Given that this week’s assignment is to evaluate a Wikipedia article, I thought I’d check out what Wikipedia had to say about NeverSeconds.
The post is 780 words long and contains 29 references, mostly from news articles. The entry gives a broad overview of what Martha’s blog is and the money she has raised for charity. The entry does a good job of publishing information about Martha’s blog, without focusing too much on her, outside of activities associated with her blog.
I kind of hated that there are no photos of Martha or any of her school lunches on this post. Given that photos are the premise of the blog, it was kind of a bummer. I realize that’s because Martha hasn’t published any of her photos under a creative commons license, but I still miss it. I think this is a challenge that Wikipedia faces: oftentimes there are no photos on an entry or the photo is low-quality because people don’t publish them under creative commons licenses.
About 320 words of the entry are dedicated to the controversy created by the Argyll and Bute Council when they banned her from taking photographs of her lunch at school.
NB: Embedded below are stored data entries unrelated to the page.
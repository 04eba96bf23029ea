//! jobscout library
//!
//! Job-posting pipeline: extract postings from a listing site into SQLite,
//! score them against a resume with a text generation backend, and mirror
//! the table into a spreadsheet. Exposed as a library for the binary and for
//! the integration tests.

pub mod browser;
pub mod cli_style;
pub mod config;
pub mod extraction;
pub mod job_store;
pub mod llm;
pub mod resume;
pub mod scoring;
pub mod sheets;
pub mod sqlite_persistence;

// Re-export commonly used types for convenience
pub use config::{AppConfig, CliConfig, FileConfig};
pub use job_store::{JobStore, SqliteJobStore};
pub use llm::LlmProvider;
pub use sheets::Worksheet;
This is one of the concerns I have about Wikipedia: it seems to amplify scandals and disagreements. It appears that the article was published in the midst of Martha’s trouble with the town council, which isn’t surprising. Without the scandal many thousands of people might never have heard about NeverSeconds.
But it seems that with the passage of time, as interest in the issue waned, so did interest in the Wikipedia article. Though the article appears to have been edited twice this year, NeverSeconds is still listed as “operational” despite the fact that Martha hasn’t posted in more than two and a half years (last post February 4, 2014). And since individuals can’t edit posts about themselves, Martha can’t contribute any new information that might be relevant, like the fact that her blog is no longer operational. The post also doesn’t mention that Martha and her dad wrote a book in 2012.
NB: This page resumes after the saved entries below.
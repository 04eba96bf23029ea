//! Result card discovery and job identifier derivation.

use super::fields::non_empty;
use crate::browser::{DriverError, ElementHandle, Page};
use lazy_static::lazy_static;
use regex::Regex;
use reqwest::Url;
use tracing::warn;

/// Container that holds the rendered result list.
pub const RESULTS_CONTAINER: &str = "div#mosaic-provider-jobcards ul";

const CARD_ITEMS: &str = "div#mosaic-provider-jobcards ul > li";
const CARD_OUTLINE: &str = "div.cardOutline";
const CARD_FALLBACK: &str = "div.job_seen_beacon";
const CARD_ANCHOR: &str = "h2.jobTitle a[data-jk], a.jcs-JobTitle[data-jk]";
const ANCHOR_TITLE: &str = "span[title]";
const OUTLINE_TITLE_ATTR: &str = "h2.jobTitle span[title], h2.jobTitle a span[title]";
const OUTLINE_TITLE_TEXT: &str = "h2.jobTitle span, h2.jobTitle a";

lazy_static! {
    static ref JOB_CLASS: Regex =
        Regex::new(r"\bjob_([a-f0-9]{16})\b").expect("valid job class regex");
}

/// A result card whose job identifier could be derived.
#[derive(Debug, Clone, PartialEq, Eq)]
pub struct JobCard {
    pub job_id: String,
    /// Title as shown on the card, used when the detail pane has none.
    pub title: Option<String>,
    pub url: Option<String>,
    /// Element to click to load the detail pane.
    pub target: ElementHandle,
}

/// Identifier embedded in a card's class list (`job_<16 hex digits>`).
pub fn job_id_from_class(classes: &str) -> Option<String> {
    JOB_CLASS
        .captures(classes)
        .and_then(|c| c.get(1))
        .map(|m| m.as_str().to_string())
}

/// Absolute posting URL for a card link.
pub fn resolve_url(base_url: &str, href: &str) -> Option<String> {
    let base = Url::parse(base_url).ok()?;
    base.join(href).ok().map(String::from)
}

/// Every result card on the current page, in display order.
pub async fn collect_cards(page: &dyn Page) -> Result<Vec<ElementHandle>, DriverError> {
    let mut cards = Vec::new();
    for item in page.query_all(CARD_ITEMS).await? {
        if page.query_within(item, CARD_OUTLINE).await?.is_some() {
            cards.push(item);
        }
    }
    if cards.is_empty() {
        cards = page.query_all(CARD_FALLBACK).await?;
        warn!(
            "Primary card selector found nothing, fallback found {} cards",
            cards.len()
        );
    }
    Ok(cards)
}

/// Derive identifier, title and link for one card.
///
/// Returns `Ok(None)` when no identifier strategy matched.
pub async fn read_card(
    page: &dyn Page,
    card: ElementHandle,
    base_url: &str,
) -> Result<Option<JobCard>, DriverError> {
    if let Some(anchor) = page.query_within(card, CARD_ANCHOR).await? {
        if let Some(job_id) = page
            .attribute(anchor, "data-jk")
            .await?
            .and_then(|id| non_empty(&id))
        {
            let title = match page.query_within(anchor, ANCHOR_TITLE).await? {
                Some(span) => page.attribute(span, "title").await?,
                None => Some(page.inner_text(anchor).await?),
            };
            let url = page
                .attribute(anchor, "href")
                .await?
                .and_then(|href| resolve_url(base_url, &href));
            return Ok(Some(JobCard {
                job_id,
                title: title.and_then(|t| non_empty(&t)),
                url,
                target: anchor,
            }));
        }
    }

    // Fallback cards may themselves be the outline
    let outline = page.query_within(card, CARD_OUTLINE).await?.unwrap_or(card);

    let job_id = match page
        .attribute(outline, "data-jk")
        .await?
        .and_then(|id| non_empty(&id))
    {
        Some(job_id) => Some(job_id),
        None => page
            .attribute(outline, "class")
            .await?
            .and_then(|classes| job_id_from_class(&classes)),
    };
    let Some(job_id) = job_id else {
        return Ok(None);
    };

    let title = match page.query_within(outline, OUTLINE_TITLE_ATTR).await? {
        Some(span) => page.attribute(span, "title").await?,
        None => match page.query_within(outline, OUTLINE_TITLE_TEXT).await? {
            Some(element) => Some(page.inner_text(element).await?),
            None => None,
        },
    };

    Ok(Some(JobCard {
        job_id,
        title: title.and_then(|t| non_empty(&t)),
        url: None,
        target: outline,
    }))
}

#[cfg(test)]
mod tests {
    use super::*;

    #[test]
    fn test_job_id_from_class() {
        assert_eq!(
            job_id_from_class("cardOutline tapItem job_0123456789abcdef result"),
            Some("0123456789abcdef".to_string())
        );
        assert_eq!(job_id_from_class("cardOutline job_0123"), None);
        // Uppercase hex is not the site's format
        assert_eq!(job_id_from_class("job_0123456789ABCDEF"), None);
        assert_eq!(job_id_from_class("myjob_0123456789abcdef"), None);
    }

    #[test]
    fn test_resolve_url() {
        assert_eq!(
            resolve_url("https://ca.indeed.com", "/rc/clk?jk=abc&from=serp"),
            Some("https://ca.indeed.com/rc/clk?jk=abc&from=serp".to_string())
        );
        assert_eq!(
            resolve_url("https://ca.indeed.com/jobs?q=rust", "https://example.org/x"),
            Some("https://example.org/x".to_string())
        );
        assert_eq!(resolve_url("not a url", "/x"), None);
    }
}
Finally, the article notes that by June 2012 Martha had raised more than ￡90,000 for Mary’s Meals, which intended to use the money to build a new kitchen at a primary school in Malawi. A quick Google search shows that Martha topped ￡100,000 later that year.The sidebar on the page notes that Martha has revenue of more than ￡142,000, which she’s given to Mary’s Meals. But why hasn’t that total been added to the body of the article? (Martha’s Just Giving page notes a total of more than ￡145,000).
Given that this all took place two years ago, I wondered: did the kitchen ever get built? A visit to the Mary’s Meals Wikipedia page indicates that it did! But why isn’t that information on the NeverSeconds entry?